Class: Preprocessor

Inherits:

Object

Object
Preprocessor

show all

Defined in:: lib/logstash/filters/preprocessor.rb

Overview

The Preprocessor class is designed for processing and masking log events. This class provides functionality to parse, anonymize, and sanitize log data, ensuring sensitive information is masked before further processing or storage.

Key Features:

Initialization with dictionaries and regex patterns for custom preprocessing.
Support for custom log formats using a flexible regex generator method.

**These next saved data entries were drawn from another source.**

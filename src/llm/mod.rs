//! Language model access.
//!
//! - [`provider`]: resolve a model name to provider, key and endpoint
//! - [`client`]: OpenAI-compatible chat client
//! - [`stream`]: token streams returned by streaming calls
//! - [`types`]: request/response types

pub mod client;
pub mod provider;
pub mod stream;
pub mod types;

pub use client::{ChatModel, OpenAiClient};
pub use provider::{Credentials, DEFAULT_MODEL, ProviderKind, ResolvedProvider, models, resolve};
pub use stream::TokenStream;
pub use types::{ChatCompletion, ChatMessage, ChatRequest, Role, ToolCall, ToolChoice, ToolDefinition};

use crate::error::AppResult;
use std::sync::Arc;

/// Resolve `model` and build an HTTP client for it.
pub fn open_model(model: &str, credentials: &Credentials) -> AppResult<Arc<dyn ChatModel>> {
    let provider = resolve(model, credentials)?;
    Ok(Arc::new(OpenAiClient::new(provider)?))
}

Usage: The class is initialized with a gram dictionary for tokenizing log events, a set of regexes for custom masking tailored to specific log files, and a log format for parsing log events. Once initialized, it can generate regex patterns based on the provided log format and mask sensitive information in log events, replacing it with a generic mask string.

Methods:

initialize(gram_dict, regexes, logformat): Sets up the preprocessing environment with the necessary dictionaries and formats.
regex_generator(logformat): Generates a regular expression based on a specified log format, useful for parsing logs with known structures.
token_splitter(log_line): splits a log line into tokens
upload_grams_to_gram_dict(tokens): uploads a list of tokens into the single_gram, bi_gram and tri_gram dictionaries
process_log_event(event): processes an entire log event by calling Parser.parse()

Example:

preprocessor = Preprocessor.new(gram_dict, logformat, content_specifier, regexes)

This class is essential for log management systems where data privacy and security are paramount.

Instance Method Summary collapse

#initialize(gram_dict, logformat, content_specifier, regexes) ⇒ Preprocessor constructor

A new instance of Preprocessor.
#preprocess_known_dynamic_tokens(log_line, regexes) ⇒ Object

Processes a log line to replace known dynamic tokens using the passed in regexes and the general regexes.
#process_log_event(log_event, dynamic_token_threshold, parse) ⇒ Object

Processes a given log event by tokenizing it, parsing it, and updating the gram dictionary.
#regex_generator(logformat) ⇒ Object

Method: regex_generator This method generates a regular expression based on a specified log format.
#token_splitter(log_line) ⇒ Object

Splits a log line into tokens based on a given format and regular expression.

Constructor Details

#initialize(gram_dict, logformat, content_specifier, regexes) ⇒ `Preprocessor`

Returns a new instance of Preprocessor.

# File 'lib/logstash/filters/preprocessor.rb', line 33

def initialize(gram_dict, logformat, content_specifier, regexes)
  # gram_dict for uploading log event tokens
  @gram_dict = gram_dict

  # Regex for specific log event format
  @format = regex_generator(logformat)

  # This is the content specifier in the @format regex
  @content_specifier = content_specifier

  @general_regex = [
    /([\w-]+\.)+[\w-]+(:\d+)/, # url
    %r{/?([0-9]+\.){3}[0-9]+(:[0-9]+)?(:|)}, # IP
    /(?<=\W)(-?\+?\d+)(?=\W)|[0-9]+$/ # Numbers
  ]

  @regexes = regexes
end

Instance Method Details

#preprocess_known_dynamic_tokens(log_line, regexes) ⇒ `Object`

Processes a log line to replace known dynamic tokens using the passed in regexes and the general regexes

Parameters: log_line [String] the log line to be processed Returns:

String: a string that is a copy of the log except that the known dynamic tokens have been replaced with ‘<*>’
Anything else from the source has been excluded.